Curly leered, "I suppose you've never been operated upon?"
"Of course not. I'm absolutely convergent!" Polly replied quite properly.
"Come on," said Curly: "Let's go to decimal place I know of, and I'll take you to the limit."
"Never!" gasped Polly..
"Abscissa!" he swore a violent oath. Coshing her over the coefficient with a log until she was powerless, Curly removed her discontinuities. He stared at her significant places, and began smoothing her points of inflection. Poor Polly Nomial! The algorithm method was now her only hope. She felt him approaching her asymptotic limit. Her convergence would soon be gone forever. There was no mercy; Curly was a heavy side operator. His radius squared itself and Polly's loci quivered. He integrated by parts. He integrated by partial fractions. After he cofactored, he performed Runge-Kutta on her. He even went all the way around and did a contour integration. Curly went on operating until he satisfied her hypotheses, then he exponentiated and became completely orthogonal.
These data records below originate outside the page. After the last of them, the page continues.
//! Queued invocations for delivery on the UI thread.
//!
//! Workers never touch UI state directly. Instead they post closures onto a
//! [`UiQueue`], and the UI thread executes them one at a time, in submission
//! order, when it calls [`UiQueue::process_pending`]. Each closure receives a
//! mutable reference to the UI-side context `C` (for the form library this is
//! the host's handler object), so the context itself never has to be `Send`.
//!
//! # How It Works
//!
//! 1. A worker calls [`UiQueue::post`] (fire and forget) or [`UiQueue::call`]
//!    (blocking request/response).
//! 2. The closure is wrapped in a [`QueuedInvocation`] and pushed onto an
//!    unbounded FIFO channel.
//! 3. The UI thread drains the channel. For blocking calls a
//!    [`ReplyHandle`] carries the closure's return value back, and the worker
//!    wakes up from [`ReplyWaiter::wait`].
//!
//! # Example
//!
//! ```
//! use std::sync::Arc;
//! use formwright_core::invocation::UiQueue;
//!
//! struct Console { lines: Vec<String> }
//!
//! let queue: Arc<UiQueue<Console>> = Arc::new(UiQueue::new());
//! let mut console = Console { lines: Vec::new() };
//!
//! let worker_queue = queue.clone();
//! let worker = std::thread::spawn(move || {
//!     worker_queue
//!         .call(|console: &mut Console| {
//!             console.lines.push("hello".to_string());
//!             console.lines.len()
//!         })
//!         .unwrap()
//! });
//!
//! while !worker.is_finished() {
//!     queue.wait_and_process(&mut console, std::time::Duration::from_millis(5));
//! }
//! assert_eq!(worker.join().unwrap(), 1);
//! assert_eq!(console.lines, vec!["hello".to_string()]);
//! ```

use std::sync::Arc;
use std::sync::atomic::{AtomicBool, AtomicU64, Ordering};
use std::time::Duration;

use crossbeam_channel::{Receiver, RecvTimeoutError, Sender, unbounded};
use parking_lot::{Condvar, Mutex};

use crate::error::{DispatchError, Result};
use crate::logging::targets;
use crate::thread_check::ThreadAffinity;

/// Global invocation counter for unique IDs.
static NEXT_INVOCATION_ID: AtomicU64 = AtomicU64::new(1);

/// A type-erased invocation waiting to run on the UI thread.
pub struct QueuedInvocation<C: ?Sized + 'static> {
    id: u64,
    invoke: Box<dyn FnOnce(&mut C) + Send>,
}

impl<C: ?Sized + 'static> QueuedInvocation<C> {
    /// Wrap a closure as a queued invocation.
    pub fn new<F>(invoke: F) -> Self
    where
        F: FnOnce(&mut C) + Send + 'static,
    {
        Self {
            id: NEXT_INVOCATION_ID.fetch_add(1, Ordering::SeqCst),
            invoke: Box::new(invoke),
        }
    }

    /// The unique ID of this invocation.
    pub fn id(&self) -> u64 {
        self.id
    }

    /// Execute the invocation against the UI-side context.
    pub fn execute(self, context: &mut C) {
        (self.invoke)(context);
    }
}

impl<C: ?Sized + 'static> std::fmt::Debug for QueuedInvocation<C> {
    fn fmt(&self, f: &mut std::fmt::Formatter<'_>) -> std::fmt::Result {
        f.debug_struct("QueuedInvocation").field("id", &self.id).finish()
    }
}

enum ReplySlot<R> {
    Pending,
    Ready(R),
    Dropped,
    Taken,
}

struct ReplyState<R> {
    slot: Mutex<ReplySlot<R>>,
    condvar: Condvar,
}

/// The sending half of a blocking invocation's reply.
///
/// Dropping the handle without calling [`send`](Self::send) wakes the waiter
/// with [`DispatchError::ReplyDropped`].
pub struct ReplyHandle<R> {
    inner: Arc<ReplyState<R>>,
}

impl<R> ReplyHandle<R> {
    /// Deliver the reply and wake the waiting thread.
    pub fn send(self, value: R) {
        let mut slot = self.inner.slot.lock();
        *slot = ReplySlot::Ready(value);
        self.inner.condvar.notify_all();
    }
}

impl<R> Drop for ReplyHandle<R> {
    fn drop(&mut self) {
        let mut slot = self.inner.slot.lock();
        if matches!(*slot, ReplySlot::Pending) {
            *slot = ReplySlot::Dropped;
            self.inner.condvar.notify_all();
        }
    }
}

/// The receiving half of a blocking invocation's reply.
pub struct ReplyWaiter<R> {
    inner: Arc<ReplyState<R>>,
}

impl<R> ReplyWaiter<R> {
    /// Block until the reply arrives.
    ///
    /// # Warning
    ///
    /// Calling this on the thread that is supposed to produce the reply
    /// deadlocks. [`UiQueue::call`] guards against that case.
    pub fn wait(self) -> Result<R> {
        let mut slot = self.inner.slot.lock();
        while matches!(*slot, ReplySlot::Pending) {
            self.inner.condvar.wait(&mut slot);
        }
        take_reply(&mut slot)
    }

    /// Block until the reply arrives or the timeout elapses.
    ///
    /// Returns `None` on timeout; the waiter stays usable.
    pub fn wait_timeout(&self, timeout: Duration) -> Option<Result<R>> {
        let mut slot = self.inner.slot.lock();
        if matches!(*slot, ReplySlot::Pending) {
            let _ = self.inner.condvar.wait_for(&mut slot, timeout);
        }
        if matches!(*slot, ReplySlot::Pending) {
            return None;
        }
        Some(take_reply(&mut slot))
    }

    /// Whether a reply (or a drop) has been recorded.
    pub fn is_ready(&self) -> bool {
        !matches!(*self.inner.slot.lock(), ReplySlot::Pending)
    }
}

fn take_reply<R>(slot: &mut ReplySlot<R>) -> Result<R> {
    match std::mem::replace(slot, ReplySlot::Taken) {
        ReplySlot::Ready(value) => Ok(value),
        _ => Err(DispatchError::ReplyDropped),
    }
}

/// Create a connected reply handle/waiter pair.
pub fn reply_pair<R>() -> (ReplyHandle<R>, ReplyWaiter<R>) {
    let state = Arc::new(ReplyState {
        slot: Mutex::new(ReplySlot::Pending),
        condvar: Condvar::new(),
    });
    (
        ReplyHandle {
            inner: state.clone(),
        },
        ReplyWaiter { inner: state },
    )
}

/// A FIFO queue of invocations drained by a single UI thread.
///
/// The queue is created on the UI thread and remembers it. Blocking calls
/// from that thread are refused with [`DispatchError::WouldDeadlock`].
pub struct UiQueue<C: ?Sized + 'static> {
    sender: Sender<QueuedInvocation<C>>,
    receiver: Receiver<QueuedInvocation<C>>,
    affinity: ThreadAffinity,
    closed: AtomicBool,
}

impl<C: ?Sized + 'static> Default for UiQueue<C> {
    fn default() -> Self {
        Self::new()
    }
}

impl<C: ?Sized + 'static> UiQueue<C> {
    /// Create a queue owned by the calling thread.
    pub fn new() -> Self {
        Self::with_affinity(ThreadAffinity::current())
    }

    /// Create a queue owned by an explicit UI thread.
    pub fn with_affinity(affinity: ThreadAffinity) -> Self {
        let (sender, receiver) = unbounded();
        Self {
            sender,
            receiver,
            affinity,
            closed: AtomicBool::new(false),
        }
    }

    /// The UI thread this queue belongs to.
    pub fn affinity(&self) -> ThreadAffinity {
        self.affinity
    }

    /// Whether the caller is on the UI thread.
    pub fn is_ui_thread(&self) -> bool {
        self.affinity.is_current()
    }

    /// Post a fire-and-forget invocation.
    ///
    /// Returns the invocation ID.
    pub fn post<F>(&self, invoke: F) -> Result<u64>
    where
        F: FnOnce(&mut C) + Send + 'static,
    {
        self.enqueue(QueuedInvocation::new(invoke))
    }

    /// Post an invocation and block until the UI thread has run it.
    ///
    /// The closure's return value is handed back to the caller.
    pub fn call<R, F>(&self, invoke: F) -> Result<R>
    where
        R: Send + 'static,
        F: FnOnce(&mut C) -> R + Send + 'static,
    {
        if self.is_ui_thread() {
            return Err(DispatchError::WouldDeadlock);
        }
        let (handle, waiter) = reply_pair();
        self.post(move |context: &mut C| handle.send(invoke(context)))?;
        waiter.wait()
    }

    fn enqueue(&self, invocation: QueuedInvocation<C>) -> Result<u64> {
        if self.is_closed() {
            return Err(DispatchError::QueueClosed);
        }
        let id = invocation.id();
        self.sender
            .send(invocation)
            .map_err(|_| DispatchError::QueueClosed)?;
        crate::fw_trace!(target: targets::DISPATCH, id, "queued UI invocation");
        Ok(id)
    }

    /// Run one pending invocation, if any.
    ///
    /// Returns `true` if an invocation was executed.
    pub fn process_one(&self, context: &mut C) -> bool {
        self.affinity.debug_assert_same_thread();
        match self.receiver.try_recv() {
            Ok(invocation) => {
                crate::fw_trace!(
                    target: targets::DISPATCH,
                    id = invocation.id(),
                    "executing UI invocation"
                );
                invocation.execute(context);
                true
            }
            Err(_) => false,
        }
    }

    /// Run every pending invocation, including ones posted while draining.
    ///
    /// Returns the number of invocations executed.
    pub fn process_pending(&self, context: &mut C) -> usize {
        let mut count = 0;
        while self.process_one(context) {
            count += 1;
        }
        count
    }

    /// Wait up to `timeout` for work, then drain the queue.
    ///
    /// Returns the number of invocations executed.
    pub fn wait_and_process(&self, context: &mut C, timeout: Duration) -> usize {
        self.affinity.debug_assert_same_thread();
        match self.receiver.recv_timeout(timeout) {
            Ok(invocation) => {
                invocation.execute(context);
                1 + self.process_pending(context)
            }
            Err(RecvTimeoutError::Timeout) | Err(RecvTimeoutError::Disconnected) => 0,
        }
    }

    /// The number of invocations waiting to run.
    pub fn pending_count(&self) -> usize {
        self.receiver.len()
    }

    /// Close the queue and drop every pending invocation.
    ///
    /// Workers blocked in [`call`](Self::call) wake with
    /// [`DispatchError::ReplyDropped`].
    pub fn close(&self) {
        if self.closed.swap(true, Ordering::AcqRel) {
            return;
        }
        let mut dropped = 0usize;
        while self.receiver.try_recv().is_ok() {
            dropped += 1;
        }
        crate::fw_debug!(target: targets::DISPATCH, dropped, "UI queue closed");
    }

    /// Whether the queue has been closed.
    pub fn is_closed(&self) -> bool {
        self.closed.load(Ordering::Acquire)
    }
}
When Polly got home that night, her mother noticed that she was no longer piecewise continuous, but had been truncated in several places. But it was too late to differentiate now. As the months went by, Polly's denominator increased monotonically. Finally, they took her to L'Hopital and generated a small but pathological function which left surds all over the place and drove Polly to deviation.
The moral of this tale is: "If you want to keep your expressions convergent, never allow them a single degree of freedom."
Now that's what I call getting your Mathematical Pundamentals right.
What's that old song, "If you wanna be happy for the rest of your life, make a ugly woman your wife..." My how things have changed.
Muleteam1
Sounds like my ex, who is now with a wimpy little doormat who does everything she tells him to. Me being 6' 3" and athletic, with a good job, was just too much for her to get a handle on I guess. The best part is she's bored and miserable with him, but she made her bed.
You must be a 70 years old hermit.
Talk to kids who go to University of Maryland or any of the state colleges and ask them about the "social" life. Or go to campus dirt , register, and type in any state university (almost every college will do, actually) and check out the social life. ..
Thomas Wolfe is EXACTLY right about the campus culture. It's Nero's Rome at most campuses and men aren't interested in getting married and neither are most women, many of whom spend a lot of time slutting around. Almost nobody dates.
You should either get out more, read more, or shut up about that which you know nothing.
Boteach....where have I seen that name before?
very nice.
So how was the social life? Get a lot of hook ups? And if not you , how about your friends? Did you have any friends? Did you live off campus? Sounds like you dont get out much.
For the risibility factor?
This is one of the dumbest, least-informed things I've read in a while. This guy doesn't have a clue.
Yeah, it's all men's fault, they're the sex starved maniacs, women are so chaste and pure. They would never get involved with something like Girls Gone Wild unless men forced them to.
Woman with weak self esteem act slutty. Is this a new concept for you?
Do you get out much?
I take it you have not seen how men behave on a college campus recently.
But I always find foreign views of USA interesting. Jerusalem Post is Israel's conservative paper, you know. As opposed to Haaretz.
So you really think women are inferior to men in every way? I'm sorry, bu this view seems to me as lopsided as that of the feminazis. Just on the opposit side.
I know anecdotal information doesn't prove anything, but I married up. In almost every way.
You're right, but overstating it. The decision to indulge in a sexual dalliance doesn't have much to do with a lack of character, but has much more to do with opportunity. A man or woman of character can fall to temptation (or the promise of easy, uncomplicated sex) if they make the calculation that the indulgence can be completely separated from their life and won't harm their primary relationship.
I see this mistake a lot when people talk about cheating or adultery. The character part comes in by not putting oneself in the situation where you will have a real opportunity to cheat. Once someone has put themselves where the opportunity presents itself, the dynamic is very different.